### Dataset content
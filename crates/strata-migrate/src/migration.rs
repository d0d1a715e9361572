//! Resolved migration model.

use std::cmp::Ordering;

use crate::version::MigrationVersion;

/// How a migration entered the catalog and how it must be treated.
#[derive(Debug, Clone, Copy, PartialEq, Eq, Hash)]
pub enum MigrationType {
    /// Versioned or repeatable SQL script.
    Sql,
    /// SQL baseline marker.
    SqlBaseline,
    /// SQL undo script.
    SqlUndo,
    /// Migration implemented in Rust code.
    Programmatic,
    /// Programmatic baseline marker.
    ProgrammaticBaseline,
}

impl MigrationType {
    /// Baselines are exempt from version-conflict checks against real
    /// migrations.
    #[must_use]
    pub const fn is_baseline(self) -> bool {
        matches!(self, Self::SqlBaseline | Self::ProgrammaticBaseline)
    }

    /// Undo migrations share the version of the migration they compensate.
    #[must_use]
    pub const fn is_undo(self) -> bool {
        matches!(self, Self::SqlUndo)
    }

    /// The type code recorded in the schema-history table.
    #[must_use]
    pub const fn as_str(self) -> &'static str {
        match self {
            Self::Sql => "SQL",
            Self::SqlBaseline => "SQL_BASELINE",
            Self::SqlUndo => "SQL_UNDO",
            Self::Programmatic => "CODE",
            Self::ProgrammaticBaseline => "CODE_BASELINE",
        }
    }
}

/// Which executor runs a migration.
#[derive(Debug, Clone, Copy, PartialEq, Eq)]
pub enum ExecutorKind {
    /// Split the script and run its statements.
    SqlScript,
    /// Invoke the programmatic migration object.
    Code,
}

/// A migration as produced by resolution, before any execution.
///
/// Equality is value-equality over checksum, equivalent checksum,
/// description, script and type; version and physical location are
/// deliberately not part of identity, so the same migration discovered
/// through two paths deduplicates.
#[derive(Debug, Clone)]
pub struct ResolvedMigration {
    /// Version; `None` for repeatable migrations.
    pub version: Option<MigrationVersion>,
    /// Human-readable description.
    pub description: String,
    /// Script identifier (file name or code tag).
    pub script: String,
    /// Fingerprint of the executable content.
    pub checksum: Option<String>,
    /// Repeatable-only fingerprint of the pre-placeholder-substitution
    /// content; either checksum matching counts as unchanged.
    pub equivalent_checksum: Option<String>,
    /// How this migration is classified.
    pub migration_type: MigrationType,
    /// Where the migration physically lives, for diagnostics.
    pub physical_location: String,
    /// Which executor runs it.
    pub executor: ExecutorKind,
}

impl PartialEq for ResolvedMigration {
    fn eq(&self, other: &Self) -> bool {
        self.checksum == other.checksum
            && self.equivalent_checksum == other.equivalent_checksum
            && self.description == other.description
            && self.script == other.script
            && self.migration_type == other.migration_type
    }
}

impl Eq for ResolvedMigration {}

impl ResolvedMigration {
    /// Repeatable migrations carry no version.
    #[must_use]
    pub const fn is_repeatable(&self) -> bool {
        self.version.is_none()
    }

    /// Catalog order: versioned migrations ascending by version, then
    /// repeatable migrations by description. Ties break on type rank before
    /// description so that entries competing for the same version land
    /// adjacent, with baselines and undos grouped apart from real
    /// migrations.
    #[must_use]
    pub fn catalog_cmp(&self, other: &Self) -> Ordering {
        match (&self.version, &other.version) {
            (Some(a), Some(b)) => a.cmp(b),
            (Some(_), None) => Ordering::Less,
            (None, Some(_)) => Ordering::Greater,
            (None, None) => Ordering::Equal,
        }
        .then_with(|| type_rank(self.migration_type).cmp(&type_rank(other.migration_type)))
        .then_with(|| self.description.cmp(&other.description))
        .then_with(|| self.script.cmp(&other.script))
        .then_with(|| self.checksum.cmp(&other.checksum))
    }

    /// Whether two catalog entries occupy the same slot: the same version
    /// for versioned migrations, the same description for repeatables.
    #[must_use]
    pub fn same_slot(&self, other: &Self) -> bool {
        match (&self.version, &other.version) {
            (Some(a), Some(b)) => a == b,
            (None, None) => self.description == other.description,
            _ => false,
        }
    }
}

const fn type_rank(migration_type: MigrationType) -> u8 {
    match migration_type {
        MigrationType::SqlBaseline | MigrationType::ProgrammaticBaseline => 0,
        MigrationType::SqlUndo => 1,
        MigrationType::Sql | MigrationType::Programmatic => 2,
    }
}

### Requirement
Answer by repeating every line of the listing exactly.

### Output for this exercise
filename crates/strata-migrate/src/migration.rs
repository d0d1a715e9361572
//! Resolved migration model.

use std::cmp::Ordering;

use crate::version::MigrationVersion;

/// How a migration entered the catalog and how it must be treated.
#[derive(Debug, Clone, Copy, PartialEq, Eq, Hash)]
pub enum MigrationType {
    /// Versioned or repeatable SQL script.
    Sql,
    /// SQL baseline marker.
    SqlBaseline,
    /// SQL undo script.
    SqlUndo,
    /// Migration implemented in Rust code.
    Programmatic,
    /// Programmatic baseline marker.
    ProgrammaticBaseline,
}

impl MigrationType {
    /// Baselines are exempt from version-conflict checks against real
    /// migrations.
    #[must_use]
    pub const fn is_baseline(self) -> bool {
        matches!(self, Self::SqlBaseline | Self::ProgrammaticBaseline)
    }

    /// Undo migrations share the version of the migration they compensate.
    #[must_use]
    pub const fn is_undo(self) -> bool {
        matches!(self, Self::SqlUndo)
    }

    /// The type code recorded in the schema-history table.
    #[must_use]
    pub const fn as_str(self) -> &'static str {
        match self {
            Self::Sql => "SQL",
            Self::SqlBaseline => "SQL_BASELINE",
            Self::SqlUndo => "SQL_UNDO",
            Self::Programmatic => "CODE",
            Self::ProgrammaticBaseline => "CODE_BASELINE",
        }
    }
}

/// Which executor runs a migration.
#[derive(Debug, Clone, Copy, PartialEq, Eq)]
pub enum ExecutorKind {
    /// Split the script and run its statements.
    SqlScript,
    /// Invoke the programmatic migration object.
    Code,
}

/// A migration as produced by resolution, before any execution.
///
/// Equality is value-equality over checksum, equivalent checksum,
/// description, script and type; version and physical location are
/// deliberately not part of identity, so the same migration discovered
/// through two paths deduplicates.
#[derive(Debug, Clone)]
pub struct ResolvedMigration {
    /// Version; `None` for repeatable migrations.
    pub version: Option<MigrationVersion>,
    /// Human-readable description.
    pub description: String,
    /// Script identifier (file name or code tag).
    pub script: String,
    /// Fingerprint of the executable content.
    pub checksum: Option<String>,
    /// Repeatable-only fingerprint of the pre-placeholder-substitution
    /// content; either checksum matching counts as unchanged.
    pub equivalent_checksum: Option<String>,
    /// How this migration is classified.
    pub migration_type: MigrationType,
    /// Where the migration physically lives, for diagnostics.
    pub physical_location: String,
    /// Which executor runs it.
    pub executor: ExecutorKind,
}

impl PartialEq for ResolvedMigration {
    fn eq(&self, other: &Self) -> bool {
        self.checksum == other.checksum
            && self.equivalent_checksum == other.equivalent_checksum
            && self.description == other.description
            && self.script == other.script
            && self.migration_type == other.migration_type
    }
}

impl Eq for ResolvedMigration {}

impl ResolvedMigration {
    /// Repeatable migrations carry no version.
    #[must_use]
    pub const fn is_repeatable(&self) -> bool {
        self.version.is_none()
    }

    /// Catalog order: versioned migrations ascending by version, then
    /// repeatable migrations by description. Ties break on type rank before
    /// description so that entries competing for the same version land
    /// adjacent, with baselines and undos grouped apart from real
    /// migrations.
    #[must_use]
    pub fn catalog_cmp(&self, other: &Self) -> Ordering {
        match (&self.version, &other.version) {
            (Some(a), Some(b)) => a.cmp(b),
            (Some(_), None) => Ordering::Less,
            (None, Some(_)) => Ordering::Greater,
            (None, None) => Ordering::Equal,
        }
        .then_with(|| type_rank(self.migration_type).cmp(&type_rank(other.migration_type)))
        .then_with(|| self.description.cmp(&other.description))
        .then_with(|| self.script.cmp(&other.script))
        .then_with(|| self.checksum.cmp(&other.checksum))
    }

    /// Whether two catalog entries occupy the same slot: the same version
    /// for versioned migrations, the same description for repeatables.
    #[must_use]
    pub fn same_slot(&self, other: &Self) -> bool {
        match (&self.version, &other.version) {
            (Some(a), Some(b)) => a == b,
            (None, None) => self.description == other.description,
            _ => false,
        }
    }
}

const fn type_rank(migration_type: MigrationType) -> u8 {
    match migration_type {
        MigrationType::SqlBaseline | MigrationType::ProgrammaticBaseline => 0,
        MigrationType::SqlUndo => 1,
        MigrationType::Sql | MigrationType::Programmatic => 2,
    }
}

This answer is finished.